Tournament Culture and the Banjo Community

Trep’s appearances in Banjo specific tournaments help place him inside a wider culture that has grown around the game. The BanjoRace channel on Twitch, for example, has hosted “Banjo-Kazooie Nuts and Bolts Tourney Race 1: Trep vs DeDeLux” and other community races, giving runners structured competition beyond solo attempts. Racetime dot gg race rooms involving Banjo 100 percent show him as one of many names grinding through multi hour group races that act as both practice and spectacle.

Within that context, his world records at PACE and in online tournaments do not stand alone. They are part of a feedback loop where each new time sets a target for the rest of the field, and where community members gather on Discord, in analysis videos and in forum threads to pick apart strategy and execution. Azmi’s breakdown of his 1:59:43 run is only one example of how his gameplay has been turned into teaching material for others.

Style, Personality and Presence

Because much of Trep’s work is documented through VODs and clips, viewers can see not only his lines through the game but also his demeanor. His Twitch page identifies him straightforwardly as a Banjo-Kazooie speedrunner with a modest but dedicated follower count, and his clips catalog shows a mix of personal best reactions and jokes about how often he lives in test rooms and savestates. On social media he presents as a typical member of the modern speedrunning scene, thanking tournament organizers, celebrating friends’ achievements and posting occasional highlights such as the PACE world record.

His YouTube uploads under the TrepBK name reflect the same tone. Titles like “Banjo-Kazooie 100 percent in 1:58:42 [XBLA]” or “Banjo-Kazooie 100 percent in 1:59:43 FWR [XBLA]” are functional and direct, focused on documenting the time rather than building a personality brand around it. That catalog, together with the external analysis and Reddit threads, gives future historians a clear trail to follow when reconstructing how the Xbox 100 percent route evolved.

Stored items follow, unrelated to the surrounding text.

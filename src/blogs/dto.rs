use serde::Deserialize;

/// Create payload. Server assigns id and timestamps; `views` starts at 0.
#[derive(Debug, Deserialize)]
#[serde(rename_all = "camelCase")]
pub struct CreateBlogRequest {
    pub title: String,
    pub content: String,
    pub thumbnail: Option<String>,
    #[serde(default)]
    pub tags: Vec<String>,
    #[serde(default)]
    pub is_featured: bool,
}

/// Partial update payload; absent fields stay untouched.
#[derive(Debug, Deserialize)]
#[serde(rename_all = "camelCase")]
pub struct UpdateBlogRequest {
    pub title: Option<String>,
    pub content: Option<String>,
    pub thumbnail: Option<String>,
    pub tags: Option<Vec<String>>,
    pub is_featured: Option<bool>,
}

#[cfg(test)]
mod tests {
    use super::*;

    #[test]
    fn create_defaults() {
        let payload: CreateBlogRequest =
            serde_json::from_str(r#"{"title":"T","content":"<p>x</p>"}"#).unwrap();
        assert_eq!(payload.title, "T");
        assert!(payload.tags.is_empty());
        assert!(!payload.is_featured);
        assert!(payload.thumbnail.is_none());
    }

    #[test]
    fn create_ignores_server_assigned_fields() {
        // id/views/timestamps in the payload are not part of the DTO.
        let payload: CreateBlogRequest = serde_json::from_str(
            r#"{"title":"T","content":"c","id":99,"views":7,"createdAt":"2020-01-01"}"#,
        )
        .unwrap();
        assert_eq!(payload.title, "T");
    }

    #[test]
    fn update_absent_fields_are_none() {
        let payload: UpdateBlogRequest = serde_json::from_str(r#"{"title":"New"}"#).unwrap();
        assert_eq!(payload.title.as_deref(), Some("New"));
        assert!(payload.content.is_none());
        assert!(payload.tags.is_none());
        assert!(payload.is_featured.is_none());
    }

    #[test]
    fn update_accepts_camel_case() {
        let payload: UpdateBlogRequest =
            serde_json::from_str(r#"{"isFeatured":true,"tags":["rust"]}"#).unwrap();
        assert_eq!(payload.is_featured, Some(true));
        assert_eq!(payload.tags.as_deref(), Some(["rust".to_string()].as_slice()));
    }
}
use std::time::Duration;

use axum::extract::FromRef;
use jsonwebtoken::{decode, encode, DecodingKey, EncodingKey, Header, Validation};
use serde::{Deserialize, Serialize};
use time::{Duration as TimeDuration, OffsetDateTime};
use tracing::debug;
use uuid::Uuid;

use crate::{config::JwtConfig, state::AppState};

/// JWT payload carried by the access-token cookie.
#[derive(Debug, Clone, Serialize, Deserialize)]
pub struct Claims {
    pub sub: Uuid,     // user ID
    pub email: String, // user email as of issuance
    pub iat: usize,    // issued at (unix timestamp)
    pub exp: usize,    // expires at (unix timestamp)
}

/// Holds JWT signing and verification keys plus the configured TTL.
#[derive(Clone)]
pub struct JwtKeys {
    pub encoding: EncodingKey,
    pub decoding: DecodingKey,
    pub ttl: Duration,
}

impl FromRef<AppState> for JwtKeys {
    fn from_ref(state: &AppState) -> Self {
        let JwtConfig {
            secret,
            ttl_minutes,
        } = state.config.jwt.clone();
        Self::new(&secret, ttl_minutes)
    }
}

impl JwtKeys {
    pub fn new(secret: &str, ttl_minutes: i64) -> Self {
        Self {
            encoding: EncodingKey::from_secret(secret.as_bytes()),
            decoding: DecodingKey::from_secret(secret.as_bytes()),
            ttl: Duration::from_secs((ttl_minutes.max(0) as u64) * 60),
        }
    }

    pub fn sign(&self, user_id: Uuid, email: &str) -> anyhow::Result<String> {
        let now = OffsetDateTime::now_utc();
        let exp = now + TimeDuration::seconds(self.ttl.as_secs() as i64);
        let claims = Claims {
            sub: user_id,
            email: email.to_string(),
            iat: now.unix_timestamp() as usize,
            exp: exp.unix_timestamp() as usize,
        };
        let token = encode(&Header::default(), &claims, &self.encoding)?;
        debug!(user_id = %user_id, "jwt signed");
        Ok(token)
    }

    pub fn verify(&self, token: &str) -> anyhow::Result<Claims> {
        let mut validation = Validation::default();
        // Server time only, no skew allowance.
        validation.leeway = 0;
        let data = decode::<Claims>(token, &self.decoding, &validation)?;
        debug!(user_id = %data.claims.sub, "jwt verified");
        Ok(data.claims)
    }
}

Legacy in the Banjo and Collectathon Speedrunning Scene

In an era where many speedrunners jump quickly between games and categories, Trep stands out as one of the clearest examples of deep specialization on a single version of a single game. His focus on Xbox Banjo-Kazooie 100 percent FFM has produced a sequence of world record runs that brought the category under two hours, then pushed it further, and did so not only in offline sessions but in front of live event audiences.

At the same time, his moderation work on smaller games, his vast library of runs in titles like Laminate Pieces and Sonic Speed Simulator, and his presence in tournaments and race channels show that his contribution to speedrunning is broader than a single leaderboard entry. For players who enter the Banjo community in the mid twenty twenties, his name is part of the core set of references they encounter when learning how the Xbox categories work and what “top level Banjo-Kazooie play” looks like.

As new runners continue to challenge his times and as PACE and other live events spotlight fresh faces, Trep’s position in the history of Banjo-Kazooie speedrunning is already secure. He is the runner whose Xbox 100 percent FFM records defined an era, whose tournament performances proved that those times could survive under lights and crowd noise, and whose side projects quietly show how much he simply enjoys the act of going fast.